Anna berjalan ke arah lemarinya.
"Aku lupa ambil baju." Kevin mengangguk.
"Kamu mau dibelikan kado apa?" Kevin tiba-tiba bertanya.
"Jadi itu yang dari tadi kamu pikirin?"
"Kata siapa? Aku lagi berpikir baju mana yang tidak kupakai lagi."
Anna hanya tertawa sambil mencari baju yang mau dipakai.
"Apa aja yang dikasih akan aku terima. Asal tidak berlebihan."
"Berlebihan gimana?"
"Yah, pokoknya tidak berlebihan. Pikir aja sendiri."

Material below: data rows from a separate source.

//! CLI definitions for FormPilot.

use std::path::PathBuf;

use clap::{Parser, Subcommand};

/// FormPilot CLI.
#[derive(Parser)]
#[command(name = "formpilot")]
#[command(about = "Fill job-application forms in your browser with a language model")]
#[command(version)]
pub(crate) struct Cli {
    /// Configuration file path (default: ~/.formpilot/config.toml)
    #[arg(short, long, global = true, env = "FORMPILOT_CONFIG")]
    pub config: Option<PathBuf>,

    #[command(subcommand)]
    pub command: Option<Commands>,
}

#[derive(Subcommand)]
pub(crate) enum Commands {
    /// Attach to the browser and start the command loop (default)
    Run,

    /// Configuration file commands
    Config {
        #[command(subcommand)]
        action: ConfigAction,
    },
}

#[derive(Subcommand)]
pub(crate) enum ConfigAction {
    /// Print the effective configuration
    Show,

    /// Write a default configuration file
    Init {
        /// Overwrite an existing file
        #[arg(long)]
        force: bool,
    },
}
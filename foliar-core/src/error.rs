use thiserror::Error;

/// Errors signaled by a stamping run.
///
/// `EncryptedDocument` and `InvalidRange` reject the request before any page
/// is touched; the remaining variants carry the underlying cause of a failure
/// partway through processing.
#[derive(Error, Debug)]
pub enum StampError {
    #[error("document is encrypted")]
    EncryptedDocument,

    #[error(
        "page range selects no pages (start_page {start_page}, end_page {end_page:?}, document has {total_pages} pages)"
    )]
    InvalidRange {
        start_page: i32,
        end_page: Option<u32>,
        total_pages: usize,
    },

    #[error("PDF error: {0}")]
    Pdf(#[from] lopdf::Error),

    #[error("IO error: {0}")]
    Io(#[from] std::io::Error),
}

pub type Result<T> = std::result::Result<T, StampError>;
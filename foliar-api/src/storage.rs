//! Request-scoped temp files with unconditional cleanup
//!
//! Every request gets a uniquely named input/output pair under the
//! configured directory; dropping the pair removes both paths, so cleanup
//! holds on success, failure, and panic alike. Stale files from interrupted
//! runs are swept at server startup.

use std::fs;
use std::io;
use std::path::{Path, PathBuf};
use std::time::{Duration, SystemTime};

use tracing::warn;
use uuid::Uuid;

/// Allocates per-request temp file pairs under one directory.
#[derive(Debug, Clone)]
pub struct TempStore {
    dir: PathBuf,
}

impl TempStore {
    pub fn new(dir: impl Into<PathBuf>) -> Self {
        TempStore { dir: dir.into() }
    }

    pub fn dir(&self) -> &Path {
        &self.dir
    }

    /// Reserve a uniquely named input/output pair for one request.
    pub fn allocate(&self) -> io::Result<RequestFiles> {
        fs::create_dir_all(&self.dir)?;
        let id = Uuid::new_v4();
        Ok(RequestFiles {
            input: self.dir.join(format!("{id}_input.pdf")),
            output: self.dir.join(format!("{id}_foliado.pdf")),
        })
    }

    /// Remove files older than `max_age`. Returns how many were deleted.
    pub fn sweep_stale(&self, max_age: Duration) -> usize {
        let Ok(entries) = fs::read_dir(&self.dir) else {
            return 0;
        };
        let cutoff = SystemTime::now() - max_age;

        let mut removed = 0;
        for entry in entries.flatten() {
            let path = entry.path();
            if !path.is_file() {
                continue;
            }
            let Ok(modified) = entry.metadata().and_then(|meta| meta.modified()) else {
                continue;
            };
            if modified < cutoff {
                match fs::remove_file(&path) {
                    Ok(()) => removed += 1,
                    Err(err) => {
                        warn!("failed to remove stale temp file {}: {err}", path.display());
                    }
                }
            }
        }
        removed
    }
}

/// Input/output path pair for one request. Both files are deleted on drop.
#[derive(Debug)]
pub struct RequestFiles {
    input: PathBuf,
    output: PathBuf,
}

impl RequestFiles {
    pub fn input(&self) -> &Path {
        &self.input
    }

    pub fn output(&self) -> &Path {
        &self.output
    }
}

impl Drop for RequestFiles {
    fn drop(&mut self) {
        for path in [&self.input, &self.output] {
            match fs::remove_file(path) {
                Ok(()) => {}
                Err(err) if err.kind() == io::ErrorKind::NotFound => {}
                Err(err) => warn!("failed to remove temp file {}: {err}", path.display()),
            }
        }
    }
}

Anna meletakkan tangannya di pegangan laci.
"Ken gak mau keluar?"
"Kenapa memangnya?"
"Saya mau ganti baju."
Wajah Kevin pelan-pelan jadi merah.
"Kenapa juga ganti baju di sini? Kamar mandi dong," Kevin berbicara gugup.
"Aku mau pakaian dalamku dalam laci. Mau lihat?"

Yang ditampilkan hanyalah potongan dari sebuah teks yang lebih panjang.